ASFEE 6 in Paris

Do people contribute to punish evaders?
Cécile Bazart  1, *@  , Aurélie Bonein  2@  
1 : Laboratoire Montpelliérain d'Économie Théorique et Appliquée  (LAMETA)  -  Website
Centre international de hautes études agronomiques méditerranéennes [CIHEAM], Institut national de la recherche agronomique (INRA) : UR1135, CNRS : UMR5474, Université Montpellier I
34960 Montpellier cedex 2 -  France
2 : Centre de Recherche en Economie et Management  (CREM)  -  Website
CNRS : UMR6211, Universite de Rennes 1, Université de Caen Basse-Normandie
* : Corresponding author

It is now well established that people differ with respect to their tax compliance degree. In this laboratory experiment, we investigate whether individuals are willing to contribute, even in a small proportion, to a fund used to increase deterrence of evaders.
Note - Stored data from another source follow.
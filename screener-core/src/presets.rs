//! Named parameter presets and the settings resolver.
//!
//! A request names a strategy and optionally carries settings: nothing (the
//! defaults), `{"preset": "<name>"}`, or a partial parameter object. All
//! three paths end in a validated `StrategyConfig`.

use serde_json::Value;

use crate::config::{StrategyConfig, StrategyKind, ValidateConfig};
use crate::error::ScreenError;
use crate::strategies::{
    BottomVolumeSurgeConfig, ConsecutiveStrongConfig, DistressedReversalConfig, FundamentalConfig,
    LowShadowConfig, PriceStrengthConfig, PriceVolumeConfig, TurtleConfig,
};

pub type PresetFn = fn() -> StrategyConfig;

/// Lookup table from strategy to its named presets, in registration order.
#[derive(Debug, Clone, Default)]
pub struct PresetRegistry {
    entries: Vec<(StrategyKind, &'static str, PresetFn)>,
}

impl PresetRegistry {
    pub fn empty() -> Self {
        Self::default()
    }

    /// Every preset shipped with the library.
    pub fn builtin() -> Self {
        use StrategyKind as K;
        let mut r = Self::empty();

        r.register(K::Turtle, "system1", || StrategyConfig::Turtle(TurtleConfig::system1()));
        r.register(K::Turtle, "system2", || StrategyConfig::Turtle(TurtleConfig::system2()));
        r.register(K::Turtle, "conservative", || {
            StrategyConfig::Turtle(TurtleConfig::conservative())
        });
        r.register(K::Turtle, "aggressive", || {
            StrategyConfig::Turtle(TurtleConfig::aggressive())
        });

        r.register(K::PriceVolumeCandlestick, "standard", || {
            StrategyConfig::PriceVolumeCandlestick(PriceVolumeConfig::standard())
        });
        r.register(K::PriceVolumeCandlestick, "conservative", || {
            StrategyConfig::PriceVolumeCandlestick(PriceVolumeConfig::conservative())
        });
        r.register(K::PriceVolumeCandlestick, "aggressive", || {
            StrategyConfig::PriceVolumeCandlestick(PriceVolumeConfig::aggressive())
        });

        r.register(K::Fundamental, "small_cap_tech_growth", || {
            StrategyConfig::Fundamental(FundamentalConfig::small_cap_tech_growth())
        });
        r.register(K::Fundamental, "small_mid_cap_tech_growth", || {
            StrategyConfig::Fundamental(FundamentalConfig::small_mid_cap_tech_growth())
        });
        r.register(K::Fundamental, "potential_tech_growth", || {
            StrategyConfig::Fundamental(FundamentalConfig::potential_tech_growth())
        });
        r.register(K::Fundamental, "mature_tech_growth", || {
            StrategyConfig::Fundamental(FundamentalConfig::mature_tech_growth())
        });

        r.register(K::DistressedReversal, "standard", || {
            StrategyConfig::DistressedReversal(DistressedReversalConfig::standard())
        });
        r.register(K::DistressedReversal, "aggressive", || {
            StrategyConfig::DistressedReversal(DistressedReversalConfig::aggressive())
        });
        r.register(K::DistressedReversal, "conservative", || {
            StrategyConfig::DistressedReversal(DistressedReversalConfig::conservative())
        });

        r.register(K::BottomVolumeSurge, "standard", || {
            StrategyConfig::BottomVolumeSurge(BottomVolumeSurgeConfig::standard())
        });
        r.register(K::BottomVolumeSurge, "conservative", || {
            StrategyConfig::BottomVolumeSurge(BottomVolumeSurgeConfig::conservative())
        });
        r.register(K::BottomVolumeSurge, "aggressive", || {
            StrategyConfig::BottomVolumeSurge(BottomVolumeSurgeConfig::aggressive())
        });

        r.register(K::LowShadow, "standard", || {
            StrategyConfig::LowShadow(LowShadowConfig::standard())
        });
        r.register(K::LowShadow, "conservative", || {
            StrategyConfig::LowShadow(LowShadowConfig::conservative())
        });
        r.register(K::LowShadow, "aggressive", || {
            StrategyConfig::LowShadow(LowShadowConfig::aggressive())
        });

        r.register(K::PriceStrength, "standard", || {
            StrategyConfig::PriceStrength(PriceStrengthConfig::standard())
        });
        r.register(K::PriceStrength, "conservative", || {
            StrategyConfig::PriceStrength(PriceStrengthConfig::conservative())
        });
        r.register(K::PriceStrength, "aggressive", || {
            StrategyConfig::PriceStrength(PriceStrengthConfig::aggressive())
        });

        r.register(K::ConsecutiveStrong, "three_days", || {
            StrategyConfig::ConsecutiveStrong(ConsecutiveStrongConfig::three_days())
        });
        r.register(K::ConsecutiveStrong, "five_days", || {
            StrategyConfig::ConsecutiveStrong(ConsecutiveStrongConfig::five_days())
        });
        r.register(K::ConsecutiveStrong, "ten_days", || {
            StrategyConfig::ConsecutiveStrong(ConsecutiveStrongConfig::ten_days())
        });
        r.register(K::ConsecutiveStrong, "relaxed", || {
            StrategyConfig::ConsecutiveStrong(ConsecutiveStrongConfig::relaxed())
        });

        r
    }

    /// Add or replace a preset.
    pub fn register(&mut self, kind: StrategyKind, name: &'static str, build: PresetFn) {
        match self.entries.iter_mut().find(|(k, n, _)| *k == kind && *n == name) {
            Some(entry) => entry.2 = build,
            None => self.entries.push((kind, name, build)),
        }
    }

    pub fn get(&self, kind: StrategyKind, name: &str) -> Option<StrategyConfig> {
        self.entries
            .iter()
            .find(|(k, n, _)| *k == kind && *n == name)
            .map(|(_, _, build)| build())
    }

    pub fn preset_names(&self, kind: StrategyKind) -> Vec<&'static str> {
        self.entries
            .iter()
            .filter(|(k, _, _)| *k == kind)
            .map(|(_, n, _)| *n)
            .collect()
    }

    /// Turn optional request settings into a validated config.
    pub fn resolve(
        &self,
        kind: StrategyKind,
        settings: Option<&Value>,
    ) -> Result<StrategyConfig, ScreenError> {
        let config = match settings {
            None | Some(Value::Null) => StrategyConfig::default_for(kind),
            Some(Value::Object(map)) if map.contains_key("preset") => {
                if map.len() > 1 {
                    return Err(ScreenError::InvalidConfig(
                        "`preset` cannot be combined with other settings".into(),
                    ));
                }
                let name = map
                    .get("preset")
                    .and_then(Value::as_str)
                    .ok_or_else(|| ScreenError::InvalidConfig("`preset` must be a string".into()))?;
                self.get(kind, name)
                    .ok_or_else(|| ScreenError::UnsupportedPreset {
                        strategy: kind.to_string(),
                        preset: name.to_string(),
                    })?
            }
            Some(params) => StrategyConfig::from_params(kind, params.clone())?,
        };
        config.validate()?;
        Ok(config)
    }

    /// Like [`resolve`](Self::resolve), taking the strategy by name.
    pub fn resolve_by_name(
        &self,
        strategy: &str,
        settings: Option<&Value>,
    ) -> Result<StrategyConfig, ScreenError> {
        let kind: StrategyKind = strategy.parse()?;
        self.resolve(kind, settings)
    }
}

#[cfg(test)]
mod tests {
    use super::*;
    use serde_json::json;

    #[test]
    fn absent_settings_resolve_to_defaults() {
        let registry = PresetRegistry::builtin();
        for kind in StrategyKind::ALL {
            assert_eq!(registry.resolve(kind, None).unwrap(), StrategyConfig::default_for(kind));
            assert_eq!(
                registry.resolve(kind, Some(&Value::Null)).unwrap(),
                StrategyConfig::default_for(kind)
            );
        }
    }

    #[test]
    fn every_builtin_preset_validates() {
        let registry = PresetRegistry::builtin();
        for kind in StrategyKind::ALL {
            for name in registry.preset_names(kind) {
                let config = registry.resolve(kind, Some(&json!({ "preset": name }))).unwrap();
                assert_eq!(config.kind(), kind, "{kind}/{name}");
            }
        }
    }

    #[test]
    fn named_preset_is_looked_up() {
        let registry = PresetRegistry::builtin();
        let config = registry
            .resolve_by_name("turtle", Some(&json!({ "preset": "system2" })))
            .unwrap();
        assert_eq!(config, StrategyConfig::Turtle(TurtleConfig::system2()));
    }

    #[test]
    fn unknown_preset_is_unsupported() {
        let registry = PresetRegistry::builtin();
        let err = registry
            .resolve(StrategyKind::Turtle, Some(&json!({ "preset": "moonshot" })))
            .unwrap_err();
        assert_eq!(
            err,
            ScreenError::UnsupportedPreset {
                strategy: "turtle".into(),
                preset: "moonshot".into()
            }
        );
    }

    #[test]
    fn strategies_without_presets_reject_any_name() {
        let registry = PresetRegistry::builtin();
        for kind in [StrategyKind::SingleLimitUp, StrategyKind::YearlyHigh] {
            assert!(registry.preset_names(kind).is_empty());
            let err = registry
                .resolve(kind, Some(&json!({ "preset": "standard" })))
                .unwrap_err();
            assert!(matches!(err, ScreenError::UnsupportedPreset { .. }), "{err}");
        }
    }

    #[test]
    fn preset_with_extra_keys_is_invalid() {
        let registry = PresetRegistry::builtin();
        let err = registry
            .resolve(
                StrategyKind::LowShadow,
                Some(&json!({ "preset": "standard", "analysis_period": 30 })),
            )
            .unwrap_err();
        assert!(matches!(err, ScreenError::InvalidConfig(_)));
    }

    #[test]
    fn partial_params_fill_in_defaults() {
        let registry = PresetRegistry::builtin();
        let config = registry
            .resolve(StrategyKind::PriceStrength, Some(&json!({ "analysis_period": 30 })))
            .unwrap();
        assert_eq!(
            config,
            StrategyConfig::PriceStrength(PriceStrengthConfig {
                analysis_period: 30,
                ..PriceStrengthConfig::default()
            })
        );
    }

    #[test]
    fn unknown_field_is_invalid() {
        let registry = PresetRegistry::builtin();
        let err = registry
            .resolve(StrategyKind::Turtle, Some(&json!({ "entry_period": 20 })))
            .unwrap_err();
        assert!(matches!(err, ScreenError::InvalidConfig(_)));
    }

    #[test]
    fn inverted_range_is_invalid() {
        let registry = PresetRegistry::builtin();
        let err = registry
            .resolve(
                StrategyKind::Fundamental,
                Some(&json!({ "min_pe": 40.0, "max_pe": 10.0 })),
            )
            .unwrap_err();
        assert!(matches!(err, ScreenError::InvalidConfig(_)));
    }

    #[test]
    fn unknown_strategy_name_is_unsupported() {
        let err = PresetRegistry::builtin()
            .resolve_by_name("martingale", None)
            .unwrap_err();
        assert_eq!(err, ScreenError::UnsupportedStrategy("martingale".into()));
    }

    #[test]
    fn register_overrides_existing_entry() {
        let mut registry = PresetRegistry::builtin();
        registry.register(StrategyKind::Turtle, "system1", || {
            StrategyConfig::Turtle(TurtleConfig::aggressive())
        });
        assert_eq!(
            registry.get(StrategyKind::Turtle, "system1"),
            Some(StrategyConfig::Turtle(TurtleConfig::aggressive()))
        );
        assert_eq!(registry.preset_names(StrategyKind::Turtle).len(), 4);
    }
}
This voluntary contribution scheme is composed of several experimental treatments that differ as to the degree of freedom left to contributors in their funding and in the levels of contributions in case they are predefined. We first find that a significant proportion of subjects contributes to this fund but less frequently when the cost of the contribution is increased. Secondly, contributors are characterized by a relatively higher compliance level, their reported income is above the average reported income of other group members. Thirdly, as expected the impact on the willingness to contribute is negative, respectively positive, for risk aversion and inequity aversion. Additionnally we have tested the impact of social norms as an additionnal potential explanation to contributions. We conclude that when: (i) the difference in declarations is large, (ii) the declaration made by the others is low, (iii) or when the situation of declarations is seen as inappropriate; the decision to contribute to the fund is seen as a very socially appropriate decision. Finally, looking at reported income after contribution decisions, estimation of difference-in-differences models highlights a strong causal effect: reported incomes are higher in groups in which the audit probability has increased thanks to individuals' contributions.